Reputation: 25
I am stuck with a specific scenario of flattening the data and need help for it. I need the output as flattened data where the column values are not fixed. Due to this I want to restrict the output to fixed set of columns.
Given Table 'test_table'
ID | Name | Property |
---|---|---|
1 | C1 | xxx |
2 | C2 | xyz |
2 | C3 | zz |
The scenario is, column Name can have any no. of values corresponding to an ID. I need to flatten the data based in such a way that there is one row per ID field. Since the Name field varies with each ID, I want to flatten it for fix 3 columns like Co1, Co2, Co3. The output should look like
ID | Co1 | Co1_Property | Co2 | Co2_Property | Co3 | Co3_Property |
---|---|---|---|---|---|---|
1 | C1 | xxx | null | null | ||
2 | C2 | xyz | C3 | zz |
Could not think of a solution using Pivot or aggregation.
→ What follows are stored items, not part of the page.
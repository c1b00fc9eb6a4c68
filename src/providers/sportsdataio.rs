//! SportsDataIO standings integration (primary source).
//!
//! MLB standings arrive grouped by division; NBA and NFL arrive as flat
//! rows with PascalCase keys. Both are normalized here into `PrimaryTeam`
//! tuples before anything downstream sees them.

use std::time::Duration;

use anyhow::{bail, Context, Result};
use async_trait::async_trait;
use chrono::{Datelike, Utc};
use reqwest::Client;
use serde::Deserialize;
use tracing::info;

use crate::models::{League, PrimaryTeam, Record, ResultToken, TeamIdentity};

use super::PrimarySource;

const BASE_URL: &str = "https://api.sportsdata.io/v3";

pub struct SportsDataIo {
    client: Client,
    api_key: Option<String>,
    use_mock: bool,
}

impl SportsDataIo {
    pub fn new(api_key: Option<String>, use_mock: bool) -> Self {
        let client = Client::builder()
            .timeout(Duration::from_secs(30))
            .user_agent("statline/0.1 (standings aggregator)")
            .build()
            .expect("Failed to create HTTP client");

        Self {
            client,
            api_key,
            use_mock,
        }
    }

    async fn fetch_raw(&self, league: League) -> Result<serde_json::Value> {
        let Some(key) = &self.api_key else {
            bail!("SportsDataIO API key is not configured");
        };

        let season = Utc::now().year();
        let url = format!(
            "{}/{}/scores/json/Standings/{}",
            BASE_URL,
            league.as_str(),
            season
        );

        let response = self
            .client
            .get(&url)
            .query(&[("key", key.as_str())])
            .send()
            .await
            .with_context(|| format!("SportsDataIO request failed for {}", league))?;

        if !response.status().is_success() {
            bail!(
                "SportsDataIO API error for {}: {}",
                league,
                response.status()
            );
        }

        response
            .json()
            .await
            .with_context(|| format!("Failed to parse SportsDataIO standings for {}", league))
    }
}

#[async_trait]
impl PrimarySource for SportsDataIo {
    fn source_id(&self) -> &'static str {
        "https://sportsdata.io"
    }

    async fn fetch_standings(&self, league: League) -> Result<Vec<PrimaryTeam>> {
        let payload = if self.use_mock {
            mock_payload(league)?
        } else {
            self.fetch_raw(league).await?
        };

        let teams = normalize_standings(league, payload)?;
        info!("Fetched {} primary {} teams", teams.len(), league);
        Ok(teams)
    }
}

// ===== Payload shapes =====

/// MLB standings: divisions wrapping team records.
#[derive(Debug, Deserialize)]
pub struct MlbDivisionStandings {
    #[serde(rename = "teamRecords")]
    pub team_records: Vec<MlbTeamRecord>,
}

#[derive(Debug, Deserialize)]
pub struct MlbTeamRecord {
    pub team: MlbTeamRef,
    pub wins: u32,
    pub losses: u32,
    /// Chronological outcome letters (oldest to newest), e.g. "WWLWW".
    #[serde(rename = "gameResults", default)]
    pub game_results: Option<String>,
}

#[derive(Debug, Deserialize)]
pub struct MlbTeamRef {
    pub name: String,
    #[serde(default)]
    pub abbreviation: String,
}

/// NBA/NFL standings row (flat, PascalCase keys).
#[derive(Debug, Deserialize)]
pub struct FlatStandingRow {
    #[serde(rename = "Name")]
    pub name: String,
    #[serde(rename = "Key")]
    pub key: String,
    #[serde(rename = "Wins")]
    pub wins: u32,
    #[serde(rename = "Losses")]
    pub losses: u32,
    #[serde(rename = "Ties", default)]
    pub ties: Option<u32>,
    #[serde(rename = "GameResults", default)]
    pub game_results: Option<String>,
}

// ===== Normalization =====

/// Normalize a raw standings payload into `PrimaryTeam` tuples.
pub fn normalize_standings(league: League, payload: serde_json::Value) -> Result<Vec<PrimaryTeam>> {
    match league {
        League::Mlb => {
            let divisions: Vec<MlbDivisionStandings> = serde_json::from_value(payload)
                .context("Unexpected MLB standings payload shape")?;
            normalize_mlb(&divisions)
        }
        League::Nba | League::Nfl => {
            let rows: Vec<FlatStandingRow> = serde_json::from_value(payload)
                .with_context(|| format!("Unexpected {} standings payload shape", league))?;
            normalize_flat(league, &rows)
        }
    }
}

pub fn normalize_mlb(divisions: &[MlbDivisionStandings]) -> Result<Vec<PrimaryTeam>> {
    let mut teams = Vec::new();
    for division in divisions {
        for record in &division.team_records {
            if record.team.name.trim().is_empty() {
                bail!("MLB standings entry without a team name");
            }
            teams.push(PrimaryTeam {
                identity: TeamIdentity {
                    name: record.team.name.clone(),
                    abbr: record.team.abbreviation.clone(),
                    league: League::Mlb,
                },
                record: Record::new(record.wins, record.losses),
                results: parse_results(record.game_results.as_deref())?,
            });
        }
    }
    Ok(teams)
}

pub fn normalize_flat(league: League, rows: &[FlatStandingRow]) -> Result<Vec<PrimaryTeam>> {
    let mut teams = Vec::with_capacity(rows.len());
    for row in rows {
        if row.name.trim().is_empty() || row.key.trim().is_empty() {
            bail!("{} standings entry without a team identity", league);
        }
        let record = if league.allows_ties() {
            Record::with_ties(row.wins, row.losses, row.ties.unwrap_or(0))
        } else {
            Record::new(row.wins, row.losses)
        };
        teams.push(PrimaryTeam {
            identity: TeamIdentity {
                name: row.name.clone(),
                abbr: row.key.clone(),
                league,
            },
            record,
            results: parse_results(row.game_results.as_deref())?,
        });
    }
    Ok(teams)
}

/// Parse an outcome-letter string into tokens. Providers that send no
/// per-game outcomes yield an empty sequence, which downstream renders as
/// empty streak/last-five strings.
fn parse_results(letters: Option<&str>) -> Result<Vec<ResultToken>> {
    let Some(letters) = letters else {
        return Ok(Vec::new());
    };

    letters
        .chars()
        .map(|c| {
            ResultToken::from_letter(c)
                .with_context(|| format!("Unrecognized game outcome letter '{}'", c))
        })
        .collect()
}

// ===== Mock fixtures =====

const MLB_MOCK: &str = r#"[
  {
    "division": { "name": "American League East" },
    "teamRecords": [
      { "team": { "name": "New York Yankees", "abbreviation": "NYY" }, "wins": 95, "losses": 67, "gameResults": "WWLWW" },
      { "team": { "name": "Boston Red Sox", "abbreviation": "BOS" }, "wins": 78, "losses": 84, "gameResults": "LLWLL" },
      { "team": { "name": "Baltimore Orioles", "abbreviation": "BAL" }, "wins": 83, "losses": 79, "gameResults": "WLWLW" }
    ]
  },
  {
    "division": { "name": "National League West" },
    "teamRecords": [
      { "team": { "name": "Los Angeles Dodgers", "abbreviation": "LAD" }, "wins": 100, "losses": 62, "gameResults": "WWWWL" },
      { "team": { "name": "San Francisco Giants", "abbreviation": "SF" }, "wins": 79, "losses": 83, "gameResults": "LWLLW" }
    ]
  },
  {
    "division": { "name": "National League Central" },
    "teamRecords": [
      { "team": { "name": "Chicago Cubs", "abbreviation": "CHC" }, "wins": 84, "losses": 78, "gameResults": "WWLLW" }
    ]
  }
]"#;

const NBA_MOCK: &str = r#"[
  { "Name": "Boston Celtics", "Key": "BOS", "Wins": 57, "Losses": 25, "GameResults": "WWLWW" },
  { "Name": "Miami Heat", "Key": "MIA", "Wins": 44, "Losses": 38, "GameResults": "LWLWL" },
  { "Name": "Chicago Bulls", "Key": "CHI", "Wins": 40, "Losses": 42, "GameResults": "LLWLL" },
  { "Name": "New York Knicks", "Key": "NYK", "Wins": 47, "Losses": 35, "GameResults": "WLWWW" },
  { "Name": "Los Angeles Lakers", "Key": "LAL", "Wins": 52, "Losses": 30, "GameResults": "WWWLW" },
  { "Name": "Golden State Warriors", "Key": "GSW", "Wins": 44, "Losses": 38, "GameResults": "WLLWW" }
]"#;

const NFL_MOCK: &str = r#"[
  { "Name": "Kansas City Chiefs", "Key": "KC", "Wins": 14, "Losses": 3, "Ties": 0, "GameResults": "WLWWW" },
  { "Name": "Philadelphia Eagles", "Key": "PHI", "Wins": 14, "Losses": 3, "Ties": 0, "GameResults": "WWWLL" },
  { "Name": "San Francisco 49ers", "Key": "SF", "Wins": 13, "Losses": 4, "Ties": 0, "GameResults": "WWWWW" },
  { "Name": "Buffalo Bills", "Key": "BUF", "Wins": 13, "Losses": 3, "Ties": 1, "GameResults": "WWTWW" },
  { "Name": "Dallas Cowboys", "Key": "DAL", "Wins": 12, "Losses": 5, "Ties": 0, "GameResults": "WWWWL" }
]"#;

fn mock_payload(league: League) -> Result<serde_json::Value> {
    let raw = match league {
        League::Mlb => MLB_MOCK,
        League::Nba => NBA_MOCK,
        League::Nfl => NFL_MOCK,
    };
    serde_json::from_str(raw).context("Invalid embedded mock standings")
}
Any help would be appreciated.
Upvotes: 0
Views: 2440
Reputation: 172993
All current answers are too verbose and involve heavy repetition of same fragments of code again and again and if you need to account more columns you need to copy paste and add more lines which will make it even more verbose!
My preference is to avoid such type of coding and rather use something more generic as in below example
select * from (
select *, row_number() over(partition by id) col
from `project.dataset.table`)
pivot (max(name) as name, max(property) as property for col in (1, 2, 3))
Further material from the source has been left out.